In the quickie, "A Knightmare to Remember," a young demon enters a princess's bedroom and terrorizes her, only to discover the girl is an illusion conjured by a demon-slayer. As the slayer, garbed in chainmail, prepares to cleave the creature in half, it awakens. It was only a bad dream! There's not much to it but it's kind of cute and I like the weird Vaultz graphics (computer generated, or was this too early for that?). 

A clockmaker's assistant is convinced his boss is actually made up of cogs and gears. Slowly (but surely) the nagging doubt turns to obsession and then madness. He murders "The Clockmaker" and buries the body under the house's floorboards. When the police visit to investigate the report of a scream coming from the house, the assistant goes mad and confesses he thinks the old man's clockwork insides now reside in him. Who is Gary Null fooling with this lukewarm "Tell-Tale Heart" rip-off?
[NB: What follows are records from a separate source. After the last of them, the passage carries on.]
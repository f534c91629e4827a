//! Error types for Snakk.

use thiserror::Error;

/// Library-level error type for Snakk operations.
#[derive(Error, Debug)]
pub enum SnakkError {
    #[error("Configuration error: {0}")]
    Config(String),

    #[error("Unrecognized source URL: {0}")]
    UnknownSource(String),

    #[error("Scrape failed: {0}")]
    Scrape(String),

    #[error("File upload failed: {0}")]
    Upload(String),

    #[error("Gemini API error: {0}")]
    Gemini(String),

    #[error("IO error: {0}")]
    Io(#[from] std::io::Error),

    #[error("JSON error: {0}")]
    Json(#[from] serde_json::Error),

    #[error("TOML parse error: {0}")]
    TomlParse(#[from] toml::de::Error),

    #[error("HTTP error: {0}")]
    Http(#[from] reqwest::Error),

    #[error("Invalid input: {0}")]
    InvalidInput(String),
}

impl SnakkError {
    /// Whether this error is worth retrying at a vendor boundary.
    ///
    /// Transport failures and server-side trouble (429, 5xx) are transient;
    /// everything else is treated as permanent. API-level errors carry an
    /// `HTTP <status>:` prefix (see the vendor clients) so the status survives
    /// the string conversion.
    pub fn is_transient(&self) -> bool {
        match self {
            SnakkError::Http(e) => match e.status() {
                Some(status) => status.as_u16() == 429 || status.is_server_error(),
                // Connect/timeout/body errors carry no status.
                None => true,
            },
            SnakkError::Scrape(msg) | SnakkError::Upload(msg) | SnakkError::Gemini(msg) => {
                matches!(embedded_status(msg), Some(s) if s == 429 || (500..600).contains(&s))
            }
            _ => false,
        }
    }
}

/// Extract the status code from an `HTTP <status>: <body>` message prefix.
fn embedded_status(msg: &str) -> Option<u16> {
    let rest = msg.strip_prefix("HTTP ")?;
    let digits: String = rest.chars().take_while(|c| c.is_ascii_digit()).collect();
    digits.parse().ok()
}

/// Result type alias for Snakk operations.
pub type Result<T> = std::result::Result<T, SnakkError>;

#[cfg(test)]
mod tests {
    use super::*;

    #[test]
    fn test_transient_classification() {
        assert!(SnakkError::Upload("HTTP 429: slow down".to_string()).is_transient());
        assert!(SnakkError::Gemini("HTTP 503: overloaded".to_string()).is_transient());
        assert!(!SnakkError::Gemini("HTTP 400: bad request".to_string()).is_transient());
        assert!(!SnakkError::Upload("processing failed".to_string()).is_transient());
        assert!(!SnakkError::Config("missing key".to_string()).is_transient());
    }

    #[test]
    fn test_embedded_status() {
        assert_eq!(embedded_status("HTTP 503: oops"), Some(503));
        assert_eq!(embedded_status("HTTP 200"), Some(200));
        assert_eq!(embedded_status("no prefix here"), None);
        assert_eq!(embedded_status("HTTP abc"), None);
    }
}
The art also seems to be an homage; if you squint, you can see some Reed Crandall in Blanco's work. Well, you have to squint sideways, but it's there.-Peter

Jack-
What a relief! This issue of Creepy is nowhere near as bad as this month's issue of Vampirella. There aren't any great stories, mind you, but at least it's not unrelentingly awful. My favorite was "Take Your Child, Please," which features more moody work by Ortiz and a genuinely creepy child as well as a final panel that made me smile. "Horror is a Highrise" is not a bad story, it's just a shame it was assigned to Duranona to illustrate. One character uses the expression, "heavy," which makes me think it's a file story by Goodwin, yet there is also a reference to disco. As I read "The Clockmaker" I got a feeling like I was reading a tale from Creepy circa 1965, and that's a good thing. I also got such a strong Poe vibe that, by the end, I was wondering if Blasco had illustrated "The Tell-Tale Heart" and Toomey had written a new story to go along with the illos.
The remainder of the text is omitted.